Une décision a laquelle aboutissent nécessairement toutes les entreprises dont
les centres d'appels ont été montés autour de produits ou de services
particulièrement novateurs. En l'occurrence les entreprises positionnées sur le
terrain du high-tech, téléphonie ou informatique. « Lorsque nous avons
construit le centre d'appels, il y a trois ans, nous démarrions sur un domaine
vierge, raconte Jean-Marc Harthé, directeur du service clients d'Infonie. Le
service en ligne était quelque chose d'entièrement nouveau. Il nous a donc
fallu naviguer à vue, nous adapter à l'offre des différents fournisseurs sur ce
marché et à sa grande évolutivité. En fait, nous travaillons encore à 60 % sur
la base de produits qui ne sont pas toujours compatibles, ou bien qui
présentent encore un certain nombre de lacunes. Nous sommes donc constamment
obligés de redimensionner le centre d'appels en fonction d'éléments extérieurs
à la plate-forme, à savoir l'offre composite et fluctuante du marché. »
La configuration par paliers
Dans un cas de figure de
ce type, l'aspect technologique du dimensionnement prend une facture capitale.
Il ne s'agit pas tant de se doter des outils les plus sophistiqués en matière
de traitement des appels, que d'intégrer à ses divers applicatifs l'ensemble de
l'offre dont peut disposer le public susceptible d'appeler la plate-forme. Une
option qui, par la force des choses, influe sur le staffing : plus les
téléconseillers ont d'outils en main, plus nombreux seront les contacts traités
et résolus dès le premier niveau d'appel. Par-delà même les options prises en
termes de ressources humaines et d'investissement matériel, le dimensionnement
du centre d'appels va d'abord se traduire dans sa configuration par paliers :
un premier niveau de traitement des appels, un deuxième, un troisième... Une
structure bien connue des responsables de plates-formes et qui présente une
triple vertu : elle permet, selon la formule consacrée, d'"escalader" les
appels en fonction de leur niveau de difficulté ; elle permet, par là-même, de
libérer le premier palier afin de le dédier aux demandes les plus courantes,
les plus brièvement traitées ; elle permet, enfin, de traiter le maximum
d'appels dès ce premier niveau.
Les "trois huit" à l'échelle mondiale
Si la structure en paliers constitue aujourd'hui l'une
des réponses essentielles apportées aux questions de dimensionnement, elle se
double parfois d'une autre option : le reroutage sur un site extérieur en cas
de débordement ou de fermeture de la plate-forme. Le centre d'appels de BEA a
ainsi fait le choix d'une approche mixte, alliant "escalade" et "reroutage".

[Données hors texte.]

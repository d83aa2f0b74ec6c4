//! Similarity ranking for search results.
//!
//! Pure ordering logic over already-fetched candidates: score against the
//! query vector, drop below-threshold hits, sort, truncate. Keeping this
//! free of storage concerns means an indexed backend can be swapped in
//! later without changing the observable ordering.

use std::cmp::Ordering;

use serde::Serialize;

use super::cosine_similarity;
use super::types::KnowledgeEntry;

/// A search hit: the stored entry plus the similarity computed for this
/// query.
///
/// `similarity` is per-query and never persisted. `entry.relevance` is the
/// stored caller-assigned score. The two are distinct numbers and both are
/// returned.
#[derive(Debug, Clone, Serialize)]
pub struct RankedEntry {
    #[serde(flatten)]
    pub entry: KnowledgeEntry,
    pub similarity: f64,
}

/// Response from a similarity search.
#[derive(Debug, Serialize)]
pub struct SearchResponse {
    pub results: Vec<RankedEntry>,
    /// Candidates that cleared the threshold, counted before limit
    /// truncation.
    pub total_matched: usize,
}

/// Score, filter, and order candidates against a query vector.
///
/// Ordering contract: similarity descending, then stored relevance
/// descending, then `last_accessed` descending. Embeddings over short
/// templated text tie often, so the tie-breaks are part of the observable
/// behavior rather than an accident of fetch order.
pub fn rank(
    query: &[f32],
    candidates: Vec<KnowledgeEntry>,
    threshold: f64,
    limit: usize,
) -> SearchResponse {
    let mut scored: Vec<RankedEntry> = candidates
        .into_iter()
        .map(|entry| {
            let similarity = cosine_similarity(query, &entry.embedding);
            RankedEntry { entry, similarity }
        })
        .filter(|hit| hit.similarity >= threshold)
        .collect();

    scored.sort_by(|a, b| {
        b.similarity
            .partial_cmp(&a.similarity)
            .unwrap_or(Ordering::Equal)
            .then_with(|| {
                b.entry
                    .relevance
                    .partial_cmp(&a.entry.relevance)
                    .unwrap_or(Ordering::Equal)
            })
            .then_with(|| b.entry.last_accessed.cmp(&a.entry.last_accessed))
    });

    let total_matched = scored.len();
    scored.truncate(limit);

    SearchResponse {
        results: scored,
        total_matched,
    }
}
//! Semantic knowledge retrieval for personal productivity data.
//!
//! cairn turns free-text knowledge entries into fixed-length embedding
//! vectors, stores them next to the entry record, and answers
//! similarity-ranked search queries scoped to a single owner.
//!
//! # Architecture
//!
//! - **Embeddings**: deterministic feature hashing, 384 dimensions,
//!   L2-normalized — no model files, identical text always maps to an
//!   identical vector
//! - **Storage**: the [`storage::EntryStore`] contract with two backends —
//!   SQLite with [sqlite-vec](https://github.com/asg017/sqlite-vec) vector
//!   columns, and an in-memory map for tests and throwaway sessions
//! - **Search**: brute-force cosine scan over the owner's entries, ranked by
//!   similarity with relevance and recency tie-breaks
//!
//! # Modules
//!
//! - [`config`] — Configuration loading from TOML files and environment variables
//! - [`db`] — SQLite database initialization, schema, and migrations
//! - [`embedding`] — Text-to-vector embedding pipeline
//! - [`knowledge`] — Entry lifecycle, validation, and similarity search
//! - [`storage`] — Storage contract and its backends

pub mod config;
pub mod db;
pub mod embedding;
pub mod knowledge;
pub mod storage;
//! SQLite-backed entry store.
//!
//! Entry records live in the `entries` table; their vectors live in the
//! `entries_vec` vec0 virtual table, kept in sync inside one transaction per
//! write. The service hands this adapter whole entries — partial updates are
//! merged upstream, so every write here is a full-row upsert and no query
//! text is ever assembled field-by-field.

use std::path::Path;
use std::sync::{Mutex, MutexGuard};
use std::time::Duration;

use chrono::{DateTime, Utc};
use rusqlite::{params, Connection, OptionalExtension, Row};

use super::{EntryStore, StoreError};
use crate::embedding::EMBEDDING_DIM;
use crate::knowledge::types::{EntryType, KnowledgeEntry};

pub struct SqliteEntryStore {
    conn: Mutex<Connection>,
}

impl SqliteEntryStore {
    /// Open (or create) the database at `path` with schema and migrations
    /// applied. `busy_timeout_ms` bounds how long any call may wait on a
    /// locked database before surfacing [`StoreError::Busy`].
    pub fn open(path: impl AsRef<Path>, busy_timeout_ms: u64) -> anyhow::Result<Self> {
        let conn = crate::db::open_database(path)?;
        conn.busy_timeout(Duration::from_millis(busy_timeout_ms))?;
        Ok(Self {
            conn: Mutex::new(conn),
        })
    }

    /// Wrap an already-initialized connection. Tests use this with an
    /// in-memory database.
    pub fn from_connection(conn: Connection) -> Self {
        Self {
            conn: Mutex::new(conn),
        }
    }

    fn lock(&self) -> Result<MutexGuard<'_, Connection>, StoreError> {
        self.conn
            .lock()
            .map_err(|_| StoreError::Backend("connection lock poisoned".into()))
    }
}

const ENTRY_COLUMNS: &str = "e.id, e.owner_id, e.title, e.content, e.type, e.relevance, \
     e.tags, e.source, e.metadata, e.last_accessed, e.created_at, e.updated_at, v.embedding";

impl EntryStore for SqliteEntryStore {
    fn upsert(&self, entry: &KnowledgeEntry) -> Result<(), StoreError> {
        if entry.embedding.len() != EMBEDDING_DIM {
            return Err(StoreError::Backend(format!(
                "refusing to store embedding of length {}, expected {EMBEDDING_DIM}",
                entry.embedding.len()
            )));
        }

        let tags = serde_json::to_string(&entry.tags)
            .map_err(|e| StoreError::Backend(format!("failed to encode tags: {e}")))?;
        let metadata = entry
            .metadata
            .as_ref()
            .map(serde_json::to_string)
            .transpose()
            .map_err(|e| StoreError::Backend(format!("failed to encode metadata: {e}")))?;

        let mut conn = self.lock()?;
        let tx = conn.transaction().map_err(map_sqlite_err)?;

        tx.execute(
            "INSERT INTO entries (id, owner_id, title, content, type, relevance, tags, source, metadata, last_accessed, created_at, updated_at) \
             VALUES (?1, ?2, ?3, ?4, ?5, ?6, ?7, ?8, ?9, ?10, ?11, ?12) \
             ON CONFLICT(id) DO UPDATE SET \
               title = excluded.title, content = excluded.content, type = excluded.type, \
               relevance = excluded.relevance, tags = excluded.tags, source = excluded.source, \
               metadata = excluded.metadata, last_accessed = excluded.last_accessed, \
               updated_at = excluded.updated_at",
            params![
                entry.id,
                entry.owner_id,
                entry.title,
                entry.content,
                entry.entry_type.as_str(),
                entry.relevance,
                tags,
                entry.source,
                metadata,
                entry.last_accessed.to_rfc3339(),
                entry.created_at.to_rfc3339(),
                entry.updated_at.to_rfc3339(),
            ],
        )
        .map_err(map_sqlite_err)?;

        // vec0 rows have no in-place update; replace delete+insert
        tx.execute("DELETE FROM entries_vec WHERE id = ?1", params![entry.id])
            .map_err(map_sqlite_err)?;
        tx.execute(
            "INSERT INTO entries_vec (id, embedding) VALUES (?1, ?2)",
            params![entry.id, embedding_to_bytes(&entry.embedding)],
        )
        .map_err(map_sqlite_err)?;

        tx.commit().map_err(map_sqlite_err)
    }

    fn fetch_by_id(&self, owner_id: &str, id: &str) -> Result<Option<KnowledgeEntry>, StoreError> {
        let conn = self.lock()?;
        conn.query_row(
            &format!(
                "SELECT {ENTRY_COLUMNS} FROM entries e \
                 JOIN entries_vec v ON v.id = e.id \
                 WHERE e.id = ?1 AND e.owner_id = ?2"
            ),
            params![id, owner_id],
            row_to_entry,
        )
        .optional()
        .map_err(map_sqlite_err)
    }

    fn fetch_all_by_owner(
        &self,
        owner_id: &str,
        entry_type: Option<EntryType>,
    ) -> Result<Vec<KnowledgeEntry>, StoreError> {
        let conn = self.lock()?;

        let rows = match entry_type {
            Some(t) => {
                let mut stmt = conn
                    .prepare(&format!(
                        "SELECT {ENTRY_COLUMNS} FROM entries e \
                         JOIN entries_vec v ON v.id = e.id \
                         WHERE e.owner_id = ?1 AND e.type = ?2"
                    ))
                    .map_err(map_sqlite_err)?;
                let rows = stmt
                    .query_map(params![owner_id, t.as_str()], row_to_entry)
                    .map_err(map_sqlite_err)?
                    .collect::<Result<Vec<_>, _>>();
                rows
            }
            None => {
                let mut stmt = conn
                    .prepare(&format!(
                        "SELECT {ENTRY_COLUMNS} FROM entries e \
                         JOIN entries_vec v ON v.id = e.id \
                         WHERE e.owner_id = ?1"
                    ))
                    .map_err(map_sqlite_err)?;
                let rows = stmt
                    .query_map(params![owner_id], row_to_entry)
                    .map_err(map_sqlite_err)?
                    .collect::<Result<Vec<_>, _>>();
                rows
            }
        };

        rows.map_err(map_sqlite_err)
    }

    fn delete(&self, owner_id: &str, id: &str) -> Result<bool, StoreError> {
        let mut conn = self.lock()?;
        let tx = conn.transaction().map_err(map_sqlite_err)?;

        let removed = tx
            .execute(
                "DELETE FROM entries WHERE id = ?1 AND owner_id = ?2",
                params![id, owner_id],
            )
            .map_err(map_sqlite_err)?;
        if removed > 0 {
            tx.execute("DELETE FROM entries_vec WHERE id = ?1", params![id])
                .map_err(map_sqlite_err)?;
        }

        tx.commit().map_err(map_sqlite_err)?;
        Ok(removed > 0)
    }

    fn touch_last_accessed(
        &self,
        owner_id: &str,
        id: &str,
        at: DateTime<Utc>,
    ) -> Result<(), StoreError> {
        let conn = self.lock()?;
        conn.execute(
            "UPDATE entries SET last_accessed = ?1 WHERE id = ?2 AND owner_id = ?3",
            params![at.to_rfc3339(), id, owner_id],
        )
        .map_err(map_sqlite_err)?;
        Ok(())
    }
}

/// Map a joined entries/entries_vec row into a [`KnowledgeEntry`].
fn row_to_entry(row: &Row<'_>) -> rusqlite::Result<KnowledgeEntry> {
    let type_str: String = row.get(4)?;
    let tags_str: String = row.get(6)?;
    let metadata_str: Option<String> = row.get(8)?;
    let embedding_bytes: Vec<u8> = row.get(12)?;

    Ok(KnowledgeEntry {
        id: row.get(0)?,
        owner_id: row.get(1)?,
        title: row.get(2)?,
        content: row.get(3)?,
        entry_type: type_str
            .parse()
            .map_err(|e: String| conversion_err(4, e))?,
        relevance: row.get(5)?,
        tags: serde_json::from_str(&tags_str).map_err(|e| conversion_err(6, e.to_string()))?,
        source: row.get(7)?,
        metadata: metadata_str
            .map(|s| serde_json::from_str(&s))
            .transpose()
            .map_err(|e| conversion_err(8, e.to_string()))?,
        embedding: bytes_to_embedding(&embedding_bytes),
        last_accessed: parse_timestamp(row, 9)?,
        created_at: parse_timestamp(row, 10)?,
        updated_at: parse_timestamp(row, 11)?,
    })
}

fn parse_timestamp(row: &Row<'_>, idx: usize) -> rusqlite::Result<DateTime<Utc>> {
    let raw: String = row.get(idx)?;
    DateTime::parse_from_rfc3339(&raw)
        .map(|dt| dt.with_timezone(&Utc))
        .map_err(|e| conversion_err(idx, e.to_string()))
}

fn conversion_err(idx: usize, message: String) -> rusqlite::Error {
    rusqlite::Error::FromSqlConversionFailure(
        idx,
        rusqlite::types::Type::Text,
        message.into(),
    )
}

fn map_sqlite_err(e: rusqlite::Error) -> StoreError {
    match &e {
        rusqlite::Error::SqliteFailure(err, _)
            if matches!(
                err.code,
                rusqlite::ErrorCode::DatabaseBusy | rusqlite::ErrorCode::DatabaseLocked
            ) =>
        {
            StoreError::Busy(e.to_string())
        }
        _ => StoreError::Backend(e.to_string()),
    }
}

/// Convert an f32 embedding slice to raw bytes for sqlite-vec.
fn embedding_to_bytes(embedding: &[f32]) -> &[u8] {
    unsafe {
        std::slice::from_raw_parts(
            embedding.as_ptr() as *const u8,
            embedding.len() * std::mem::size_of::<f32>(),
        )
    }
}

/// Inverse of [`embedding_to_bytes`]: decode a vec0 blob back into f32s.
fn bytes_to_embedding(bytes: &[u8]) -> Vec<f32> {
    bytes
        .chunks_exact(4)
        .map(|c| f32::from_le_bytes([c[0], c[1], c[2], c[3]]))
        .collect()
}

Qui plus est, à échelle mondiale. Ce centre d'appels sis à Paris-La Défense a
déjà, à lui seul, une vocation internationale : c'est vers lui que convergent
naturellement les appels venus d'Europe, d'Asie et d'Afrique. Une cellule de
onze personnes, accessible en direct du lundi au vendredi de 9 heures à 19
heures. En dehors des horaires d'ouverture, les appels sont automatiquement
basculés vers l'un des deux autres centres d'appels de BEA, soit en Californie,
soit en Australie. Mais le reroutage obéit aussi à un mouvement inverse :
lorsque la structure américaine, par exemple, est en débordement, elle bascule
les appels sur La Défense. On peut en fait considérer que les trois
plates-formes de BEA font, à échelle mondiale, les "trois huit". « La vocation
du centre d'appels est de délivrer à nos clients un service homogène, mais
aussi une image cohérente, explique Christian Doguet. Nous ne disposons pas
encore de CTI à l'international. Néanmoins, les informations sont centralisées.

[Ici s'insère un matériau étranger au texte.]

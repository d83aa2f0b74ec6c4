//! Error taxonomy for the retrieval service.

use thiserror::Error;

use crate::embedding::EmbedError;
use crate::storage::StoreError;

/// Every failure a service operation can return. All variants are recovered
/// at the operation boundary — none should surface as a panic. Messages never
/// carry vector values or backend query text.
#[derive(Debug, Error)]
pub enum KnowledgeError {
    /// Malformed or out-of-range input. Caller-fixable; never retried.
    #[error("validation error: {0}")]
    Validation(String),

    /// The entry does not exist, or belongs to a different owner. The two
    /// cases are deliberately indistinguishable.
    #[error("entry not found")]
    NotFound,

    /// An update payload that touches no recognized field.
    #[error("nothing to update")]
    NoChanges,

    /// The embedding generator failed; the operation was aborted whole.
    #[error("embedding generation failed: {0}")]
    Generation(#[from] EmbedError),

    /// The storage backend failed. Retryable from the caller's side; the
    /// core itself never retries.
    #[error(transparent)]
    Storage(#[from] StoreError),
}

/// Result type alias for service operations.
pub type KnowledgeResult<T> = Result<T, KnowledgeError>;
pub mod error;
pub mod rank;
pub mod service;
pub mod types;

/// Cosine similarity between two equal-length vectors.
///
/// Stored embeddings are L2-normalized, but the norms are computed here
/// anyway so the comparison stays correct for any vector source. Zero-norm
/// input yields 0.0 rather than NaN.
pub fn cosine_similarity(a: &[f32], b: &[f32]) -> f64 {
    let dot: f64 = a.iter().zip(b.iter()).map(|(x, y)| f64::from(*x) * f64::from(*y)).sum();
    let norm_a: f64 = a.iter().map(|x| f64::from(*x) * f64::from(*x)).sum::<f64>().sqrt();
    let norm_b: f64 = b.iter().map(|x| f64::from(*x) * f64::from(*x)).sum::<f64>().sqrt();
    if norm_a == 0.0 || norm_b == 0.0 {
        return 0.0;
    }
    dot / (norm_a * norm_b)
}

Dès lors qu'un client nous appelle, nous accolons à la demande un code
spécifique (qui identifie l'appel et non le client). Quand l'appelant aboutit
sur une nouvelle plate-forme, il lui suffit de décliner ce code pour que
l'historique de son appel apparaisse sur l'écran du téléconseiller. » En
moyenne, le centre d'appels BEA de Paris reçoit 400 appels par mois. Dans 95 %
des cas, le traitement se fait en réception d'appels : l'appelant n'a pas
besoin d'être recontacté par les téléconseillers. Ce qui n'empêche en rien
l'escalade de la communication, toujours en appel entrant, sur le deuxième ou
le troisième palier de compétence mis en place par BEA (le premier niveau
résout 65 % des appels, mais certaines demandes nécessitent un traitement de
plusieurs heures). Ce qui n'empêche pas non plus, cas extrême, le reroutage sur
les Etats-Unis si, au troisième niveau, la demande demeurait encore trop
pointue.
Spécialisation ou polyvalence ?
« Quoi qu'il
arrive - débordement, demande particulièrement complexe, problème technique -,
nous nous engageons auprès de nos clients à les rappeler dans l'heure qui suit,
précise Christian Doguet. Et, jusqu'à présent, cet engagement a toujours été
respecté à 100 %. Nous disposons par ailleurs d'un serveur vocal interactif qui
traite les appels en cas de débordement. Mais nos calculs en matière de
dimensionnement sont plutôt bien étudiés puisque seulement 1 % des appels
aboutit sur le SVI. » Pour en arriver à ces résultats, et, plus en amont, pour
répondre aux besoins d'une plate-forme de ce type, BEA doit recruter un
personnel hautement qualifié : tous les téléconseillers sont ingénieurs. Quant
au centre d'appels dans son ensemble, il peut répondre aux diverses demandes en
sept langues. Le niveau de recrutement des téléconseillers interfère au premier
chef sur le dimensionnement d'un centre d'appels. Les responsables des
ressources humaines se trouvent d'emblée confrontés à une double alternative :
faut-il choisir des compétences spécialistes ou généralistes ? faut-il tabler
sur un haut ou un plus faible niveau de diplôme ? « Certains centres d'appels
ont fait le choix d'un cloisonnement vertical et disposent de services adaptés
aux diverses natures de besoins : accueil, questions administratives, requêtes
techniques... Avec des numéros d'accès différents pour chaque type de
sollicitation, explique Jean-Marc Harthé. Le flux des appels est alors
programmé à la source. Les embouteillages sont en grande partie évités. Lorsque
vous proposez un numéro unique, vous êtes contraints, tout au moins sur le
premier palier d'appels, celui de l'accueil, d'avoir recours à des compétences
généralistes. L'appelant, en effet, ne tolérerait pas qu'on laisse sa question
sans réponse. De même, plus les plages horaires d'accès à la plate-forme sont
étendues, plus le recrutement "généraliste" s'impose. »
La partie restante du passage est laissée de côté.